Stored data entries
....................
use crate::request::{Request, RequestId};
use crate::response::Response;
use crate::stats::EndpointStats;
use crate::transport::{DefaultFactory, Transport, TransportFactory};
use anyhow::{Context, Result};
use std::future::Future;
use std::sync::atomic::{AtomicU64, Ordering};
use std::sync::{Arc, Mutex, MutexGuard, PoisonError};
use std::time::{Duration, Instant};
use thiserror::Error;
use tokio::sync::mpsc::{self, error::TrySendError};
use tokio::task::JoinSet;
use tokio_util::sync::CancellationToken;
use tracing::{debug, error, warn};

/// Input queue capacity per worker.
const QUEUE_PER_WORKER: usize = 2;

#[derive(Debug, Error, PartialEq, Eq)]
pub enum DispatchError {
    #[error("dispatch cancelled")]
    Cancelled,
}

/// Hands responses to the report, counting every time the channel was full.
#[derive(Clone)]
pub struct ResponseSink {
    tx: mpsc::Sender<Response>,
    overloaded: Arc<AtomicU64>,
}

impl ResponseSink {
    pub fn new(tx: mpsc::Sender<Response>, overloaded: Arc<AtomicU64>) -> Self {
        Self { tx, overloaded }
    }

    /// Try a non-blocking hand-off first; when the channel is full, count an
    /// overload and block until there is room. Returns false when the response
    /// could not be delivered because the run is shutting down.
    pub async fn deliver(&self, resp: Response, cancel: &CancellationToken) -> Result<bool> {
        let resp = match self.tx.try_send(resp) {
            Ok(()) => return Ok(true),
            Err(TrySendError::Full(resp)) => resp,
            Err(TrySendError::Closed(_)) => return closed(cancel),
        };

        self.overloaded.fetch_add(1, Ordering::Relaxed);
        warn!("response channel is overloaded, blocking worker");

        tokio::select! {
            biased;
            _ = cancel.cancelled() => Ok(false),
            sent = self.tx.send(resp) => match sent {
                Ok(()) => Ok(true),
                Err(_) => closed(cancel),
            },
        }
    }
}

fn closed(cancel: &CancellationToken) -> Result<bool> {
    if cancel.is_cancelled() {
        return Ok(false);
    }
    anyhow::bail!("response channel closed while workers were running")
}

/// Worker pool for one endpoint: `concurrency` workers share one bounded queue.
pub struct Client {
    pub index: usize,
    pub endpoint: Arc<str>,
    concurrency: usize,
    timeout: Duration,
    tx: async_channel::Sender<Request>,
    rx: async_channel::Receiver<Request>,
    stats: Mutex<EndpointStats>,
    factory: Arc<dyn TransportFactory>,
}

impl Client {
    pub fn new(index: usize, endpoint: &str, concurrency: usize, timeout: Duration) -> Self {
        Self::with_factory(index, endpoint, concurrency, timeout, Arc::new(DefaultFactory))
    }

    /// Concurrency below 1 is clamped to 1.
    pub fn with_factory(
        index: usize,
        endpoint: &str,
        concurrency: usize,
        timeout: Duration,
        factory: Arc<dyn TransportFactory>,
    ) -> Self {
        let concurrency = concurrency.max(1);
        let (tx, rx) = async_channel::bounded(QUEUE_PER_WORKER * concurrency);
        Self {
            index,
            endpoint: Arc::from(endpoint),
            concurrency,
            timeout,
            tx,
            rx,
            stats: Mutex::new(EndpointStats::new(concurrency)),
            factory,
        }
    }

    pub fn concurrency(&self) -> usize {
        self.concurrency
    }

    /// Requests waiting in the input queue.
    pub fn queued(&self) -> usize {
        self.rx.len()
    }

    pub fn stats(&self) -> MutexGuard<'_, EndpointStats> {
        self.stats.lock().unwrap_or_else(PoisonError::into_inner)
    }

    async fn enqueue(&self, req: Request, cancel: &CancellationToken) -> Result<(), DispatchError> {
        tokio::select! {
            biased;
            _ = cancel.cancelled() => Err(DispatchError::Cancelled),
            // The pool keeps its own receiver, so the queue never closes.
            sent = self.tx.send(req) => sent.map_err(|_| DispatchError::Cancelled),
        }
    }

    /// Run the pool's workers until each has seen a sentinel, the token is
    /// cancelled, or one of them fails. The first failure cancels the rest.
    pub async fn serve(self: &Arc<Self>, cancel: &CancellationToken, out: ResponseSink) -> Result<()> {
        let cancel = cancel.child_token();

        debug!(
            endpoint = %self.endpoint,
            concurrency = self.concurrency,
            "starting client"
        );

        let mut workers = JoinSet::new();
        for worker in 0..self.concurrency {
            let client = Arc::clone(self);
            let cancel = cancel.clone();
            let out = out.clone();
            workers.spawn(async move { client.work(worker, &cancel, &out).await });
        }
        drop(out);

        let mut result = Ok(());
        while let Some(joined) = workers.join_next().await {
            let outcome = joined
                .map_err(anyhow::Error::from)
                .and_then(|r| r);
            if let Err(e) = outcome {
                if result.is_ok() {
                    error!(endpoint = %self.endpoint, error = %e, "client failed");
                    cancel.cancel();
                    result = Err(e);
                }
            }
        }
        result
    }

    async fn work(&self, worker: usize, cancel: &CancellationToken, out: &ResponseSink) -> Result<()> {
        let connected = tokio::select! {
            biased;
            _ = cancel.cancelled() => return Ok(()),
            t = self.factory.connect(&self.endpoint, self.timeout) => t,
        };
        let mut transport = connected
            .with_context(|| format!("failed to create transport for {}", self.endpoint))?;

        let result = self.consume(worker, transport.as_mut(), cancel, out).await;
        self.stats().observe_min_latency(transport.min_latency());
        result
    }

    async fn consume(
        &self,
        worker: usize,
        transport: &mut dyn Transport,
        cancel: &CancellationToken,
        out: &ResponseSink,
    ) -> Result<()> {
        loop {
            let req = tokio::select! {
                biased;
                _ = cancel.cancelled() => {
                    debug!(endpoint = %self.endpoint, worker, "aborting client");
                    return Ok(());
                }
                req = self.rx.recv() => match req {
                    Ok(req) => req,
                    Err(_) => return Ok(()),
                },
            };

            if req.is_sentinel() {
                debug!(
                    endpoint = %self.endpoint,
                    worker,
                    "received final request, shutting down"
                );
                return Ok(());
            }

            let resp = self.exchange(transport, req).await;
            self.stats().count(resp.error.as_deref(), resp.elapsed);
            if !out.deliver(resp, cancel).await? {
                return Ok(());
            }
        }
    }

    async fn exchange(&self, transport: &mut dyn Transport, req: Request) -> Response {
        let start = Instant::now();
        let result = transport.send(&req.payload).await;
        let elapsed = start.elapsed();

        let (body, error) = match result {
            Ok(body) => (Some(body), None),
            Err(e) => (e.body().map(<[u8]>::to_vec), Some(e.to_string())),
        };

        Response {
            endpoint: self.index,
            endpoint_uri: Arc::clone(&self.endpoint),
            request_id: req.id,
            body,
            error,
            elapsed,
        }
    }
}

/// Every endpoint's pool, fed in lockstep under shared request ids.
pub struct Clients {
    clients: Vec<Arc<Client>>,
    last_id: RequestId,
    overloaded: Arc<AtomicU64>,
}

impl Clients {
    pub fn new(endpoints: &[String], concurrency: usize, timeout: Duration) -> Self {
        Self::with_factory(endpoints, concurrency, timeout, Arc::new(DefaultFactory))
    }

    pub fn with_factory(
        endpoints: &[String],
        concurrency: usize,
        timeout: Duration,
        factory: Arc<dyn TransportFactory>,
    ) -> Self {
        let clients = endpoints
            .iter()
            .enumerate()
            .map(|(i, endpoint)| {
                Arc::new(Client::with_factory(
                    i,
                    endpoint,
                    concurrency,
                    timeout,
                    Arc::clone(&factory),
                ))
            })
            .collect();

        Self {
            clients,
            last_id: 0,
            overloaded: Arc::new(AtomicU64::new(0)),
        }
    }

    pub fn len(&self) -> usize {
        self.clients.len()
    }

    pub fn is_empty(&self) -> bool {
        self.clients.is_empty()
    }

    pub fn clients(&self) -> &[Arc<Client>] {
        &self.clients
    }

    /// Overload events shared by every pool's response sink.
    pub fn overloaded(&self) -> Arc<AtomicU64> {
        Arc::clone(&self.overloaded)
    }

    /// Assign the next request id and enqueue a copy of `payload` on every
    /// pool. Taking `&mut self` keeps id assignment single-producer.
    ///
    /// A cancelled send stops before the remaining pools, leaving that id
    /// permanently incomplete.
    pub async fn send(
        &mut self,
        cancel: &CancellationToken,
        payload: &[u8],
    ) -> Result<RequestId, DispatchError> {
        self.last_id += 1;
        let id = self.last_id;
        for client in &self.clients {
            client
                .enqueue(Request::new(id, payload.to_vec()), cancel)
                .await?;
        }
        Ok(id)
    }

    /// Enqueue one sentinel per worker so every worker exits once the work
    /// already queued ahead of it is done. Nothing may be sent afterwards.
    pub async fn finalize(&self, cancel: &CancellationToken) -> Result<(), DispatchError> {
        for client in &self.clients {
            for _ in 0..client.concurrency {
                client.enqueue(Request::sentinel(), cancel).await?;
            }
        }
        Ok(())
    }

    /// Serve every pool concurrently. The returned future owns its pools, so
    /// it can be spawned while the caller keeps sending.
    pub fn serve(
        &self,
        cancel: &CancellationToken,
        out: mpsc::Sender<Response>,
    ) -> impl Future<Output = Result<()>> + Send + 'static {
        let clients = self.clients.clone();
        let sink = ResponseSink::new(out, self.overloaded());
        let cancel = cancel.child_token();

        async move {
            let mut pools = JoinSet::new();
            for client in clients {
                let cancel = cancel.clone();
                let sink = sink.clone();
                pools.spawn(async move { client.serve(&cancel, sink).await });
            }
            drop(sink);

            let mut result = Ok(());
            while let Some(joined) = pools.join_next().await {
                let outcome = joined
                    .map_err(anyhow::Error::from)
                    .and_then(|r| r);
                if let Err(e) = outcome {
                    if result.is_ok() {
                        cancel.cancel();
                        result = Err(e);
                    }
                }
            }
            result
        }
    }
}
....................
What is required:
What lines above mention "from"? Copy each one.

Solution to this task:
            endpoint: Arc::from(endpoint),
                .map_err(anyhow::Error::from)
                    .map_err(anyhow::Error::from)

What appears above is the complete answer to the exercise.